The LXC container was backed up during the night and the HA manager failed to start it apparently.

Here are the logs:

Code:
INFO: Starting Backup of VM 5048 (lxc)
INFO: Backup started at 2021-02-12 00:55:48
INFO: status = running
INFO: CT Name: <customer-name-hidden>
INFO: including mount point rootfs ('/') in backup
INFO: backup mode: snapshot
INFO: ionice priority: 7
INFO: create storage snapshot 'vzdump'
/dev/rbd74
INFO: creating vzdump archive '/mnt/pve/qnap-m1/dump/vzdump-lxc-5048-2021_02_12-00_55_48.tar.zst'
INFO: Total bytes written: 32153415680 (30GiB, 165MiB/s)
INFO: archive file size: 26.94GB
INFO: removing backup 'qnap-m1:backup/vzdump-lxc-5048-2021_02_09-01_09_29.tar.zst'
INFO: removing backup 'qnap-m1:backup/vzdump-lxc-5048-2021_02_09-02_45_53.tar.zst'
INFO: cleanup temporary 'vzdump' snapshot
Removing snap: 100% complete...done.
INFO: Finished Backup of VM 5048 (00:07:06)
INFO: Backup finished at 2021-02-12 01:02:54

Screenshot_2021-02-12 pm-80 - Proxmox Virtual Environment (0).pngScreenshot_2021-02-12 pm-80 - Proxmox Virtual Environment(1).pngScreenshot_2021-02-12 pm-80 - Proxmox Virtual Environment(2).pngScreenshot_2021-02-12 pm-80 - Proxmox Virtual Environment(3).png

Screenshot_2021-02-12 pm-80 - Proxmox Virtual Environment(4).png


It seems that sometimes during backups some LXC containers remain in the stopped state, even if I use the snapshot mode.
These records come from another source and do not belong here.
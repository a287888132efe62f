//! Sandbox driver port.
//!
//! A driver owns the lifecycle of one backend's execution units: it creates a
//! sandbox, runs commands in it, moves files in and out of it and destroys it.
//! Every operation goes through the driver's [`CommandChannel`], so the same
//! driver type serves local and remote placement.

use std::future::Future;
use std::time::Duration;

use chrono::Utc;
use dagon_types::backend::BackendKind;
use dagon_types::sandbox::{SandboxHandle, SandboxInfo};
use uuid::Uuid;

use crate::channel::{join_path, ChannelError, ChannelOutput, CommandChannel};

/// Directory (relative to a sandbox root) holding staging slots.
pub const STAGING_DIR: &str = ".dagon/staging";

/// Directory (relative to a sandbox root) receiving imported references.
pub const INPUTS_DIR: &str = ".dagon/inputs";

/// Suffix appended to a checkpoint sandbox's directory when it is persisted.
pub const CHECKPOINT_SUFFIX: &str = "-checkpoint";

// ---------------------------------------------------------------------------
// Errors
// ---------------------------------------------------------------------------

/// Errors surfaced at the driver boundary.
#[derive(Debug, thiserror::Error)]
pub enum SandboxError {
    #[error("provisioning failed: {0}")]
    Provisioning(String),

    #[error("staging failed for '{path}': {message}")]
    Staging { path: String, message: String },

    #[error("command timed out after {0:?}")]
    Timeout(Duration),

    #[error("backend command failed: {0}")]
    Command(String),

    #[error("cleanup failed: {0}")]
    Cleanup(String),

    #[error(transparent)]
    Channel(ChannelError),
}

impl From<ChannelError> for SandboxError {
    fn from(err: ChannelError) -> Self {
        match err {
            ChannelError::Timeout { after } => Self::Timeout(after),
            other => Self::Channel(other),
        }
    }
}

impl SandboxError {
    pub fn staging(path: &str, err: impl std::fmt::Display) -> Self {
        Self::Staging {
            path: path.to_string(),
            message: err.to_string(),
        }
    }
}

// ---------------------------------------------------------------------------
// Request
// ---------------------------------------------------------------------------

/// What a driver needs to provision a sandbox for a task.
#[derive(Debug, Clone, PartialEq, Eq)]
pub struct SandboxRequest {
    pub task: String,
    /// Pre-generated identity (see [`sandbox_id`]).
    pub id: String,
    /// Fixed working directory; drivers generate one under their scratch root otherwise.
    pub working_dir: Option<String>,
}

impl SandboxRequest {
    pub fn new(task: &str, working_dir: Option<String>) -> Self {
        Self {
            task: task.to_string(),
            id: sandbox_id(task),
            working_dir,
        }
    }

    /// `working_dir` or `<root>/<id>`.
    pub fn working_dir_under(&self, root: &str) -> String {
        match &self.working_dir {
            Some(dir) => dir.clone(),
            None => join_path(root, &self.id),
        }
    }
}

/// Globally unique sandbox identity: sanitized name, random suffix, millisecond timestamp.
///
/// The result is a valid DNS-1123 label prefix (lowercase alphanumerics and `-`).
pub fn sandbox_id(name: &str) -> String {
    let mut base: String = name
        .to_lowercase()
        .chars()
        .map(|c| if c.is_ascii_alphanumeric() { c } else { '-' })
        .collect();
    base.truncate(32);
    let base = base.trim_matches('-');
    let base = if base.is_empty() { "task" } else { base };
    let random = Uuid::new_v4().simple().to_string();
    format!("{base}-{}-{}", &random[..8], Utc::now().timestamp_millis())
}

// ---------------------------------------------------------------------------
// Trait
// ---------------------------------------------------------------------------

/// One backend's sandbox lifecycle.
pub trait SandboxDriver: Send + Sync + 'static {
    type Channel: CommandChannel;

    /// Channel to the host the backend tooling runs on.
    fn channel(&self) -> &Self::Channel;

    fn kind(&self) -> BackendKind;

    /// Provision a ready sandbox. Not required to be idempotent: callers serialize.
    fn create(
        &self,
        request: &SandboxRequest,
    ) -> impl Future<Output = Result<SandboxInfo, SandboxError>> + Send;

    /// Run `command` inside the sandbox with its working directory as cwd.
    fn run(
        &self,
        sandbox: &SandboxInfo,
        command: &str,
        timeout: Duration,
    ) -> impl Future<Output = Result<ChannelOutput, SandboxError>> + Send;

    /// Read a file; relative paths are resolved against the working directory.
    fn read_file(
        &self,
        sandbox: &SandboxInfo,
        path: &str,
    ) -> impl Future<Output = Result<Vec<u8>, SandboxError>> + Send;

    /// Write a file, creating parent directories inside the sandbox.
    fn write_file(
        &self,
        sandbox: &SandboxInfo,
        path: &str,
        bytes: &[u8],
    ) -> impl Future<Output = Result<(), SandboxError>> + Send;

    fn destroy(&self, sandbox: &SandboxInfo)
    -> impl Future<Output = Result<(), SandboxError>> + Send;

    /// Lines of backend runtime chatter to drop from stderr.
    fn noise_markers(&self) -> &'static [&'static str] {
        &[]
    }

    /// Copy `path` out of the sandbox into the staging slot `slot`.
    ///
    /// Returns the slot's host path. The slot is byte-identical to the source.
    fn export(
        &self,
        sandbox: &SandboxInfo,
        path: &str,
        slot: &str,
    ) -> impl Future<Output = Result<String, SandboxError>> + Send {
        async move {
            let bytes = self.read_file(sandbox, path).await?;
            let slot_path = join_path(&sandbox.staging_dir, slot);
            self.channel()
                .write_file(&slot_path, &bytes)
                .await
                .map_err(|e| SandboxError::staging(&slot_path, e))?;
            Ok(slot_path)
        }
    }

    /// Copy a staging slot on the host into the sandbox at `path`.
    fn import(
        &self,
        sandbox: &SandboxInfo,
        slot_path: &str,
        path: &str,
    ) -> impl Future<Output = Result<(), SandboxError>> + Send {
        async move {
            let bytes = self
                .channel()
                .read_file(slot_path)
                .await
                .map_err(|e| SandboxError::staging(slot_path, e))?;
            self.write_file(sandbox, path, &bytes).await
        }
    }

    /// Re-open a sandbox whose working directory survived a previous run.
    fn attach(
        &self,
        task: &str,
        working_dir: &str,
    ) -> impl Future<Output = Result<SandboxInfo, SandboxError>> + Send {
        async move {
            let channel = self.channel();
            if !channel.exists(working_dir).await? {
                return Err(SandboxError::Provisioning(format!(
                    "persisted directory '{working_dir}' does not exist"
                )));
            }
            let staging_dir = join_path(working_dir, STAGING_DIR);
            channel.create_dir(&staging_dir).await?;
            Ok(SandboxInfo {
                id: working_dir
                    .trim_end_matches('/')
                    .rsplit('/')
                    .next()
                    .unwrap_or(task)
                    .to_string(),
                task: task.to_string(),
                working_dir: working_dir.to_string(),
                staging_dir,
                location: channel.location(),
                handle: SandboxHandle::Directory,
                created_at: Utc::now(),
            })
        }
    }

    /// Rename the sandbox's host directory to `<dir><suffix>` and return the
    /// relocated sandbox.
    fn persist(
        &self,
        sandbox: &SandboxInfo,
        suffix: &str,
    ) -> impl Future<Output = Result<SandboxInfo, SandboxError>> + Send {
        async move {
            let target = format!("{}{}", sandbox.working_dir.trim_end_matches('/'), suffix);
            self.channel()
                .rename(&sandbox.working_dir, &target)
                .await
                .map_err(|e| SandboxError::Cleanup(e.to_string()))?;
            Ok(sandbox.relocated(target))
        }
    }
}

#[cfg(test)]
mod tests {
    use super::*;

    #[test]
    fn sandbox_id_is_sanitized_and_unique() {
        let a = sandbox_id("Checkpoint_1");
        let b = sandbox_id("Checkpoint_1");
        assert!(a.starts_with("checkpoint-1-"));
        assert_ne!(a, b);
        assert!(a.chars().all(|c| c.is_ascii_lowercase() || c.is_ascii_digit() || c == '-'));
    }

    #[test]
    fn sandbox_id_falls_back_for_symbol_only_names() {
        assert!(sandbox_id("__").starts_with("task-"));
    }

    #[test]
    fn request_working_dir_prefers_fixed_directory() {
        let req = SandboxRequest::new("A", Some("/data/a".to_string()));
        assert_eq!(req.working_dir_under("/tmp/dagon"), "/data/a");

        let req = SandboxRequest::new("A", None);
        assert_eq!(req.working_dir_under("/tmp/dagon"), format!("/tmp/dagon/{}", req.id));
    }

    #[test]
    fn channel_timeout_maps_to_sandbox_timeout() {
        let err: SandboxError = ChannelError::Timeout {
            after: Duration::from_secs(3),
        }
        .into();
        assert!(matches!(err, SandboxError::Timeout(d) if d == Duration::from_secs(3)));
    }
}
Am I doing something wrong?

Thanks
 
is it possible that load gets so high that HA cannot tell that the container is running and attempts to start it? a snapshot backup does not actually stop the guest at all.. can you give us the system logs from start to end of that backup task?
 
is it possible that load gets so high that HA cannot tell that the container is running and attempts to start it? a snapshot backup does not actually stop the guest at all.. can you give us the system logs from start to end of that backup task?
Can i share it through pastebin?
 
right before the container stops/crashes, an NFS server stops responding. do you have logs from within the container from around 1am? in general your host seems to be overloaded, pvestatd status updates regularly take over 5s..
 
maybe there is some script within the container that did an automatic reboot, and that co-incided with the backup lock preventing the restart?
 
maybe there is some script within the container that did an automatic reboot, and that co-incided with the backup lock preventing the restart?
Hi Fabian, at that time I checked and there is a cron on that container that reboots randomly in a timeframe.

This could be an issue?
 
Hi Fabian,

I think that is the issue. I rebooted another container a few seconds later after launching the backup and I got the same issue.

Screenshot_2021-02-12 pm-80 - Proxmox Virtual Environment.png
 
Last edited:
Hi,

I noticed that when you reboot a container (without HA) while making a snapshot the server doesn't like it too much and gives some errors, but after that the containers starts and works without issues.

Screenshot_2021-02-12 pm-80 - Proxmox Virtual Environment(1).png

Stangely PVE tried to migrate it but no one told it to do so...
 
yeah, rebooting within the guest is outside of our control. I'll see whether there is some way to catch this so that HA does not get confused..